For more, click here.


HSBC Dropped From Lawsuit Alleging Silver Futures Manipulation

HSBC Holdings PLC is no longer a defendant in a lawsuit by investors who claimed the bank and JPMorgan Chase & Co. manipulated silver futures and options prices in violation of U.S. antitrust law.

The investors said in consolidated class-action complaint filed yesterday that they signed a tolling agreement with HSBC and weren’t naming the bank as a defendant. Tolling agreements are often used to stop statutes of limitation from running while the parties discuss settlement or dismissal of a claim.

The investors claim that, starting in March 2008, the banks colluded to suppress silver futures so that call options, or the right to buy, would decline, and put options for the right to sell would increase, according to the complaint filed in federal court in Manhattan.

The Commodity Futures Trading Commission began probing allegations of price manipulation in the silver futures market in September 2008.

Investors seek to represent a class of thousands of people and companies that held or traded silver futures and options on June 26, 2007, or from March 17, 2008, to Oct. 27, 2010.

A call to London-based HSBC seeking comment on the matter after regular business hours yesterday wasn’t immediately returned. Joseph Evangelisti, a spokesman for New York-based JPMorgan Chase, declined to comment.

The case is31 In re Commodity Exchange Inc.
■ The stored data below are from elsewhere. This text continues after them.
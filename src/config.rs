//! Settings for the command line tool.

use serde::{Deserialize, Serialize};
use std::fs;
use std::path::{Path, PathBuf};
use thiserror::Error;

#[derive(Debug, Error)]
pub enum ConfigError {
    #[error("failed to read settings file {path:?}: {source}")]
    Read {
        path: PathBuf,
        #[source]
        source: std::io::Error,
    },

    #[error("failed to parse settings file {path:?}: {source}")]
    Parse {
        path: PathBuf,
        #[source]
        source: serde_yaml::Error,
    },
}

/// LogFormat selects the formatter of the log subscriber.
#[derive(Debug, Clone, Copy, Default, PartialEq, Eq, Serialize, Deserialize)]
#[serde(rename_all = "lowercase")]
pub enum LogFormat {
    #[default]
    Text,
    Json,
}

/// Settings holds the tool's configurable defaults.
#[derive(Debug, Clone, PartialEq, Eq, Serialize, Deserialize)]
#[serde(rename_all = "camelCase", default)]
pub struct Settings {
    /// An `EnvFilter` directive, e.g. `info` or `podpreset=debug`.
    pub log_filter: String,

    pub log_format: LogFormat,

    /// Namespace assumed for pods and presets that declare none.
    pub namespace: String,
}

impl Default for Settings {
    fn default() -> Self {
        Settings {
            log_filter: "info".to_string(),
            log_format: LogFormat::Text,
            namespace: "default".to_string(),
        }
    }
}

impl Settings {
    /// Parses settings from YAML. Missing keys take their defaults.
    pub fn from_yaml(yaml: &str) -> Result<Settings, serde_yaml::Error> {
        if yaml.trim().is_empty() {
            return Ok(Settings::default());
        }
        serde_yaml::from_str(yaml)
    }

    /// Loads settings from `path`, or the defaults when no path is given.
    pub fn load(path: Option<&Path>) -> Result<Settings, ConfigError> {
        let Some(path) = path else {
            return Ok(Settings::default());
        };
        let content = fs::read_to_string(path).map_err(|source| ConfigError::Read {
            path: path.to_path_buf(),
            source,
        })?;
        Settings::from_yaml(&content).map_err(|source| ConfigError::Parse {
            path: path.to_path_buf(),
            source,
        })
    }
}
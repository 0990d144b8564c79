//! Conflict types for merge operations.

use std::fmt;

/// Attribute identifies which injectable list a conflict was found in.
#[derive(Debug, Clone, Copy, PartialEq, Eq, PartialOrd, Ord, Hash)]
pub enum Attribute {
    Env,
    EnvFrom,
    Volumes,
    VolumeMounts,
}

impl Attribute {
    pub fn as_str(&self) -> &'static str {
        match self {
            Attribute::Env => "env",
            Attribute::EnvFrom => "envFrom",
            Attribute::Volumes => "volumes",
            Attribute::VolumeMounts => "volume mounts",
        }
    }
}

impl fmt::Display for Attribute {
    fn fmt(&self, f: &mut fmt::Formatter<'_>) -> fmt::Result {
        f.write_str(self.as_str())
    }
}

/// MergeKey is the identity of an entry within its attribute's key space.
#[derive(Debug, Clone, PartialEq, Eq, PartialOrd, Ord, Hash)]
pub enum MergeKey {
    /// Env vars, volumes and volume mounts by name.
    Name(String),
    /// Volume mounts by mount path, independent of the name.
    MountPath(String),
    /// EnvFrom sources by prefix and referenced source names.
    Source {
        prefix: String,
        config_map: String,
        secret: String,
    },
}

impl fmt::Display for MergeKey {
    fn fmt(&self, f: &mut fmt::Formatter<'_>) -> fmt::Result {
        match self {
            MergeKey::Name(name) => write!(f, "{}", name),
            MergeKey::MountPath(path) => write!(f, "mount path {}", path),
            MergeKey::Source {
                prefix,
                config_map,
                secret,
            } => write!(
                f,
                "source (prefix={:?}, configMapRef={:?}, secretRef={:?})",
                prefix, config_map, secret
            ),
        }
    }
}

/// Conflict represents two entries sharing a merge key with different values.
#[derive(Debug, Clone, PartialEq, Eq)]
pub struct Conflict {
    /// The preset whose entry could not be merged.
    pub preset: String,
    pub attribute: Attribute,
    pub key: MergeKey,
    /// The container the conflict was found in; `None` for pod-level volumes.
    pub container: Option<String>,
    /// The rejected preset entry, rendered as JSON.
    pub incoming: String,
    /// The entry already holding the key, rendered as JSON.
    pub existing: String,
}

impl Conflict {
    /// Creates a new conflict.
    pub fn new(
        preset: impl Into<String>,
        attribute: Attribute,
        key: MergeKey,
        incoming: impl Into<String>,
        existing: impl Into<String>,
    ) -> Self {
        Conflict {
            preset: preset.into(),
            attribute,
            key,
            container: None,
            incoming: incoming.into(),
            existing: existing.into(),
        }
    }

    /// Scopes the conflict to a container.
    pub fn in_container(mut self, container: impl Into<String>) -> Self {
        self.container = Some(container.into());
        self
    }
}

impl fmt::Display for Conflict {
    fn fmt(&self, f: &mut fmt::Formatter<'_>) -> fmt::Result {
        write!(
            f,
            "merging {} for {} has a conflict on {}: {} does not match {}",
            self.attribute, self.preset, self.key, self.incoming, self.existing
        )?;
        if let Some(container) = &self.container {
            write!(f, " in container {}", container)?;
        }
        Ok(())
    }
}

impl std::error::Error for Conflict {}

/// Conflicts is the aggregated report of every conflict found in one merge.
#[derive(Debug, Clone, Default, PartialEq, Eq)]
pub struct Conflicts {
    conflicts: Vec<Conflict>,
}

impl Conflicts {
    /// Creates a new empty Conflicts collection.
    pub fn new() -> Self {
        Conflicts {
            conflicts: Vec::new(),
        }
    }

    /// Adds a conflict.
    pub fn add(&mut self, conflict: Conflict) {
        self.conflicts.push(conflict);
    }

    /// Appends every conflict of another report.
    pub fn extend(&mut self, other: Conflicts) {
        self.conflicts.extend(other.conflicts);
    }

    /// Scopes every conflict in the report to a container.
    pub fn in_container(self, container: &str) -> Self {
        Conflicts {
            conflicts: self
                .conflicts
                .into_iter()
                .map(|c| c.in_container(container))
                .collect(),
        }
    }

    /// Returns true if there are no conflicts.
    pub fn is_empty(&self) -> bool {
        self.conflicts.is_empty()
    }

    /// Returns the number of conflicts.
    pub fn len(&self) -> usize {
        self.conflicts.len()
    }

    /// Returns an iterator over the conflicts.
    pub fn iter(&self) -> impl Iterator<Item = &Conflict> {
        self.conflicts.iter()
    }

    /// Returns `Ok` when empty, otherwise the report itself as the error.
    pub fn into_result(self) -> Result<(), Conflicts> {
        if self.is_empty() {
            Ok(())
        } else {
            Err(self)
        }
    }
}

impl IntoIterator for Conflicts {
    type Item = Conflict;
    type IntoIter = std::vec::IntoIter<Conflict>;

    fn into_iter(self) -> Self::IntoIter {
        self.conflicts.into_iter()
    }
}

impl FromIterator<Conflict> for Conflicts {
    fn from_iter<I: IntoIterator<Item = Conflict>>(iter: I) -> Self {
        Conflicts {
            conflicts: iter.into_iter().collect(),
        }
    }
}

impl fmt::Display for Conflicts {
    fn fmt(&self, f: &mut fmt::Formatter<'_>) -> fmt::Result {
        for (i, conflict) in self.conflicts.iter().enumerate() {
            if i > 0 {
                writeln!(f)?;
            }
            write!(f, "{}", conflict)?;
        }
        Ok(())
    }
}

impl std::error::Error for Conflicts {}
Silver Futures and Options Trading Litigation, 11-cv-2213, U.S. District Court, Southern District of New York (Manhattan).

Cohen, SAC Are Dismissed From $8 Billion Fairfax Lawsuit

Billionaire Steven A. Cohen and his SAC Capital Advisors LP won their bid to be dropped from an $8 billion lawsuit accusing them and other hedge funds of spreading negative information to drive down Fairfax Financial Holdings Ltd.’s stock price.
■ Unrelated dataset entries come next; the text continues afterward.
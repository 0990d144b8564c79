//! Volume and volume mount mergers.

use super::{merge_entries, Attribute, MergeEntry, MergeKey, Merged};
use crate::api::{PodPreset, PodPresetSpec, Volume, VolumeMount};

impl MergeEntry for Volume {
    const ATTRIBUTE: Attribute = Attribute::Volumes;

    fn merge_keys(&self) -> Vec<MergeKey> {
        vec![MergeKey::Name(self.name.clone())]
    }

    fn equivalent(&self, other: &Self) -> bool {
        self == other
    }

    fn preset_entries(spec: &PodPresetSpec) -> &[Self] {
        &spec.volumes
    }
}

impl MergeEntry for VolumeMount {
    const ATTRIBUTE: Attribute = Attribute::VolumeMounts;

    /// A mount is identified by its name and, independently, by its path.
    fn merge_keys(&self) -> Vec<MergeKey> {
        vec![
            MergeKey::Name(self.name.clone()),
            MergeKey::MountPath(self.mount_path.clone()),
        ]
    }

    fn equivalent(&self, other: &Self) -> bool {
        self == other
    }

    fn preset_entries(spec: &PodPresetSpec) -> &[Self] {
        &spec.volume_mounts
    }
}

/// Merges pod-level volumes with the volumes injected by `presets`.
///
/// A result without entries is `None`, never an empty list.
pub fn merge_volumes(volumes: &[Volume], presets: &[PodPreset]) -> Merged<Volume> {
    merge_entries(volumes, presets)
}

/// Merges a container's volume mounts with those injected by `presets`.
pub fn merge_volume_mounts(mounts: &[VolumeMount], presets: &[PodPreset]) -> Merged<VolumeMount> {
    merge_entries(mounts, presets)
}
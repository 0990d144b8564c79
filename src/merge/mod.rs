//! Merge module - Keyed set-union of preset attributes with conflict detection.
//!
//! Each injectable attribute (env, envFrom, volumes, volumeMounts) has its
//! own identity key space. Merging is a union keyed by identity: entries
//! already present are kept in place, new entries are appended in preset
//! name order, and an entry that shares a key with a different value is a
//! conflict.

mod conflict;
mod entry;
mod env;
mod volume;


pub use conflict::*;
pub use entry::*;
pub use env::*;
pub use volume::*;
//! The PodPreset mutator.

use kube::core::admission::{AdmissionResponse, AdmissionReview};
use kube::core::DynamicObject;
use std::collections::BTreeMap;
use std::fmt;
use tracing::{debug, error, info, info_span, warn, Dispatch};

use super::{
    allowed, display_name, errored, is_pod_creation, patched, PodAdmissionRequest, PresetLookup,
};
use crate::api::{ObjectMetaExt, Pod, PodPreset};
use crate::error::AdmissionError;
use crate::inject::probe;
use crate::merge::Conflicts;
use crate::selector::{LabelSelectorMatcher, SelectorMatcher};

/// Annotation marking a static pod mirrored by the kubelet.
pub const MIRROR_POD_ANNOTATION: &str = "kubernetes.io/config.mirror";

/// Annotation by which a pod opts out of preset injection.
pub const OPT_OUT_ANNOTATION: &str = "podpreset.admission.kubernetes.io/exclude";

/// Exclusion is a reason a pod is never considered for injection.
#[derive(Debug, Clone, Copy, PartialEq, Eq)]
pub enum Exclusion {
    MirrorPod,
    OptOut,
}

impl Exclusion {
    /// Checks the exclusion markers of a pod.
    pub fn of(pod: &Pod) -> Option<Exclusion> {
        if pod.metadata.annotation(MIRROR_POD_ANNOTATION).is_some() {
            return Some(Exclusion::MirrorPod);
        }
        if pod.metadata.annotation(OPT_OUT_ANNOTATION) == Some("true") {
            return Some(Exclusion::OptOut);
        }
        None
    }
}

impl fmt::Display for Exclusion {
    fn fmt(&self, f: &mut fmt::Formatter<'_>) -> fmt::Result {
        match self {
            Exclusion::MirrorPod => f.write_str("Mirror Pod"),
            Exclusion::OptOut => f.write_str("Exclusion Annotation Present"),
        }
    }
}

/// MutationOutcome is the result of running a pod through the mutator.
#[derive(Debug, Clone, PartialEq)]
pub enum MutationOutcome {
    /// The pod carries an exclusion marker; no preset was looked up.
    Excluded(Exclusion),
    /// No preset in scope selects the pod.
    Unmatched,
    /// Matching presets conflict; the pod must be admitted unchanged.
    Conflicted {
        presets: Vec<String>,
        conflicts: Conflicts,
    },
    /// Every matching preset was injected.
    Applied { pod: Pod, presets: Vec<String> },
}

impl MutationOutcome {
    /// Returns the pod to admit: the mutated pod when presets were applied,
    /// otherwise `original`.
    pub fn into_pod(self, original: Pod) -> Pod {
        match self {
            MutationOutcome::Applied { pod, .. } => pod,
            _ => original,
        }
    }
}

/// PodPresetMutator injects the presets selecting a pod at admission time.
///
/// Log output goes to the injected dispatcher when one is set, and to the
/// caller's current dispatcher otherwise.
pub struct PodPresetMutator<L, M = LabelSelectorMatcher> {
    lookup: L,
    matcher: M,
    dispatch: Option<Dispatch>,
}

impl<L: PresetLookup> PodPresetMutator<L, LabelSelectorMatcher> {
    /// Creates a mutator evaluating selectors with Kubernetes semantics.
    pub fn new(lookup: L) -> Self {
        PodPresetMutator::with_matcher(lookup, LabelSelectorMatcher)
    }
}

impl<L: PresetLookup, M: SelectorMatcher> PodPresetMutator<L, M> {
    pub fn with_matcher(lookup: L, matcher: M) -> Self {
        PodPresetMutator {
            lookup,
            matcher,
            dispatch: None,
        }
    }

    /// Routes this mutator's log output to `dispatch`.
    pub fn with_dispatch(mut self, dispatch: Dispatch) -> Self {
        self.dispatch = Some(dispatch);
        self
    }

    fn logged<T>(&self, f: impl FnOnce() -> T) -> T {
        match &self.dispatch {
            Some(dispatch) => tracing::dispatcher::with_default(dispatch, f),
            None => f(),
        }
    }

    /// Answers an AdmissionReview.
    pub fn review(&self, review: AdmissionReview<DynamicObject>) -> AdmissionReview<DynamicObject> {
        let request: PodAdmissionRequest = match review.try_into() {
            Ok(request) => request,
            Err(e) => {
                self.logged(|| error!(error = %e, "failed to parse admission request"));
                return AdmissionResponse::invalid(e.to_string()).into_review();
            }
        };
        self.handle(&request).into_review()
    }

    /// Handles one admission request.
    pub fn handle(&self, request: &PodAdmissionRequest) -> AdmissionResponse {
        self.logged(|| {
            let span = info_span!("podpreset-webhook", pod = %display_name(request), uid = %request.uid);
            let _enter = span.enter();

            if !is_pod_creation(request) {
                return allowed(request, "");
            }

            match self.admit(request) {
                Ok(response) => response,
                Err(e) => {
                    warn!(error = %e, "admission failed");
                    errored(request, e.status_code(), e.to_string())
                }
            }
        })
    }

    /// Decodes the pod, runs it through [`mutate`](Self::mutate) and, when
    /// presets were applied, answers with the JSON patch between the object
    /// as received and the re-encoded mutated pod.
    fn admit(&self, request: &PodAdmissionRequest) -> Result<AdmissionResponse, AdmissionError> {
        let object = request.object.as_ref().ok_or(AdmissionError::MissingObject)?;
        let original = serde_json::to_value(object).map_err(AdmissionError::Encode)?;
        let pod: Pod = serde_json::from_value(original.clone()).map_err(AdmissionError::Decode)?;

        let namespace = match request.namespace.as_deref() {
            Some(ns) if !ns.is_empty() => ns.to_string(),
            _ => pod.metadata.namespace().to_string(),
        };

        match self.mutate(&namespace, &pod)? {
            MutationOutcome::Excluded(exclusion) => Ok(allowed(request, exclusion.to_string())),
            MutationOutcome::Applied { pod: mutated, .. } => {
                let mutated = serde_json::to_value(&mutated).map_err(AdmissionError::Encode)?;
                Ok(patched(request, json_patch::diff(&original, &mutated))?)
            }
            MutationOutcome::Unmatched | MutationOutcome::Conflicted { .. } => {
                Ok(allowed(request, ""))
            }
        }
    }

    /// Runs a decoded pod through exclusion checks, preset lookup, selector
    /// filtering, conflict probing and, when clean, injection.
    pub fn mutate(&self, namespace: &str, pod: &Pod) -> Result<MutationOutcome, AdmissionError> {
        self.logged(|| -> Result<MutationOutcome, AdmissionError> {
            if let Some(exclusion) = Exclusion::of(pod) {
                debug!(pod = %pod.display_name(), reason = %exclusion, "skipping excluded pod");
                return Ok(MutationOutcome::Excluded(exclusion));
            }

            let presets = self.matching_presets(namespace, pod)?;
            if presets.is_empty() {
                debug!(pod = %pod.display_name(), "no podpresets match");
                return Ok(MutationOutcome::Unmatched);
            }

            let names: Vec<String> = presets.iter().map(|p| p.name().to_string()).collect();

            match probe(pod, &presets) {
                Ok(plan) => {
                    info!(
                        pod = %pod.display_name(),
                        presets = %names.join(","),
                        "applying podpresets"
                    );
                    Ok(MutationOutcome::Applied {
                        pod: plan.apply(pod.clone()),
                        presets: names,
                    })
                }
                Err(conflicts) => {
                    warn!(
                        pod = %pod.display_name(),
                        presets = %names.join(","),
                        conflicts = conflicts.len(),
                        error = %conflicts,
                        "conflict occurred while applying podpresets"
                    );
                    Ok(MutationOutcome::Conflicted {
                        presets: names,
                        conflicts,
                    })
                }
            }
        })
    }

    /// Lists the presets of `namespace` and keeps those selecting `pod`.
    pub fn matching_presets(
        &self,
        namespace: &str,
        pod: &Pod,
    ) -> Result<Vec<PodPreset>, AdmissionError> {
        let labels: BTreeMap<String, String> = pod.metadata.labels();
        let mut matching = Vec::new();

        for preset in self.lookup.list(namespace)? {
            let selected = self
                .matcher
                .matches(&preset.spec.selector, &labels)
                .map_err(|source| AdmissionError::Selector {
                    preset: preset.name().to_string(),
                    source,
                })?;
            if selected {
                matching.push(preset);
            }
        }

        Ok(matching)
    }
}
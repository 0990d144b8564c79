//! API module - The Kubernetes resource model the injection engine operates on.
//!
//! Object metadata, label selectors and status conditions are the
//! generated `k8s_openapi` types. The parts of a Pod that presets can touch
//! are modelled here instead, with every unmodelled field carried through
//! as opaque JSON. A decoded pod re-encodes without loss, including fields
//! newer than any generated model, and two entries are only equal when all
//! of their fields are.

mod env;
mod meta;
mod pod;
mod preset;
mod volume;

pub use env::*;
pub use meta::*;
pub use pod::*;
pub use preset::*;
pub use volume::*;

/// Opaque JSON fields preserved across decode and encode.
pub type Extra = serde_json::Map<String, serde_json::Value>;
New Jersey Superior Court Judge Stephan C. Hansbury in Morristown granted Cohen and Stamford, Connecticut-based SAC Capital’s request that he rule in their favor without the need of a trial.

The complaint is dismissed against them with prejudice, meaning that it can’t be refiled, according to the Sept. 12 order.

Fairfax, a Toronto-based insurer, sued the hedge funds in 2006, alleging they acted to harm the company because they were betting its stock price would decline. The hedge funds named in the suit, including James Chanos’s New York-based Kynikos Associates LP and Daniel Loeb’s New York-based Third Point LLC, have denied Fairfax’s accusations.

“Fairfax intends to appeal the ruling, which it believes is incorrect,” Seth Faison, a spokesman for Fairfax, said in an e-mailed statement. “Otherwise, Fairfax remains confident in its claims against the other defendants. Indeed, a central basis for SAC’s motion was that it was very differently situated from the other defendants and did not trade in the same manner as the other defendants.”

“After five years of litigation, the court’s ruling affirms, as we have always maintained, that this vexatious proceeding against us was entirely baseless and without merit,’” Peter Nussbaum, SAC’s general counsel, said in an e-mailed statement.

The case is Fairfax Financial Holdings Ltd. v. SAC Capital Management LLC, L-2032-06, Superior Court of New Jersey, Morris County (Morristown).

For more, click here.

Sonja Kohn Asks London Court to Dismiss Madoff Clawback Claim

Sonja Kohn, the former chairwoman of Bank Medici AG in Austria, asked a London court to dismiss a lawsuit against her filed by the U.S. trustee liquidating convicted conman Bernard Madoff’s investment company.

The London court doesn’t have jurisdiction and the liquidator, Irving Picard, doesn’t have a valid claim against Kohn, her lawyer, Terence Mowschenson, said at a hearing yesterday. No creditors of the U.K. unit, Madoff Securities International, lost money, Kohn’s lawyer said.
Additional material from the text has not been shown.